Sometimes I have the opportunity to practice hard things, like checking my ego. First, understanding that ego exists is important and healthy. Ego helps feed our self-esteem and when kept to a healthy standard is an accelerant to confidence. Ego can be unhealthy though. Like most things, it's on a spectrum. So when did I have to check mine from being unhealthy?
I've been making masks for weeks now. Virtually nonstop and I do it proudly. I like that I'm working a lot. I like that I'm exhausted and nursing an aching back and not eating right...it's all very...normal. I feel like a human being again. Now that they've been issued to people I get to see that work in action, that feels good too. What didn't feel good is knowing that when I was gone the skeleton crew got their picture taken.
I don't know where its going, who's going to see it, why it was taken...but I wanted to be part of it. Ego check time.
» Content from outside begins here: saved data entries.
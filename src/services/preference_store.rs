use async_trait::async_trait;

use crate::data::{repository, Database};
use crate::error::AppError;

pub const PROVIDER_PREFERENCE_KEY: &str = "provider_preference";
pub const SELECTED_MODEL_KEY: &str = "groq_selected_model";

/// Persisted provider preference and the per-family model choice.
#[async_trait]
pub trait PreferenceStore: Send + Sync {
    async fn provider_preference(&self) -> Result<Option<String>, AppError>;

    async fn selected_model(&self) -> Result<Option<String>, AppError>;

    async fn set_selected_model(&self, model: &str) -> Result<(), AppError>;

    async fn clear_selected_model(&self) -> Result<(), AppError>;
}

pub struct SettingsPreferenceStore {
    db: Database,
}

impl SettingsPreferenceStore {
    pub fn new(db: Database) -> Self {
        Self { db }
    }

    pub fn set_provider_preference(&self, provider: Option<&str>) -> Result<(), AppError> {
        let conn = self.db.lock()?;
        match provider {
            Some(value) => repository::set_setting(&conn, PROVIDER_PREFERENCE_KEY, value),
            None => repository::delete_setting(&conn, PROVIDER_PREFERENCE_KEY),
        }
    }

    fn read(&self, key: &str) -> Result<Option<String>, AppError> {
        let conn = self.db.lock()?;
        Ok(repository::get_setting(&conn, key)?.filter(|v| !v.trim().is_empty()))
    }
}

#[async_trait]
impl PreferenceStore for SettingsPreferenceStore {
    async fn provider_preference(&self) -> Result<Option<String>, AppError> {
        self.read(PROVIDER_PREFERENCE_KEY)
    }

    async fn selected_model(&self) -> Result<Option<String>, AppError> {
        self.read(SELECTED_MODEL_KEY)
    }

    async fn set_selected_model(&self, model: &str) -> Result<(), AppError> {
        let conn = self.db.lock()?;
        repository::set_setting(&conn, SELECTED_MODEL_KEY, model)
    }

    async fn clear_selected_model(&self) -> Result<(), AppError> {
        let conn = self.db.lock()?;
        repository::delete_setting(&conn, SELECTED_MODEL_KEY)
    }
}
It only bothered me because I see others about to get recognition for a big team effort that I am being left out of for whatever reason. But why am I making masks? Is it for recognition or is it because it was the right thing to do? Ego check...
I love moments like these because it let's me know that despite my many flaws I can stop and think, a skill that must be practiced. These guys that had their photo taken, they've been working hard and if it was legal for me to list them here in this article, I would. But I am not allowed. I am very proud to be part of this team and love that they get the time to shine, because they deserve it.
To contact me you must be a humanist...
"A real humanist can be identified more by his trust in the people, which engages him in their struggle, then by a thousand actions in their favor without that trust." ("Pedagogy of the Oppressed" by Paulo Freire )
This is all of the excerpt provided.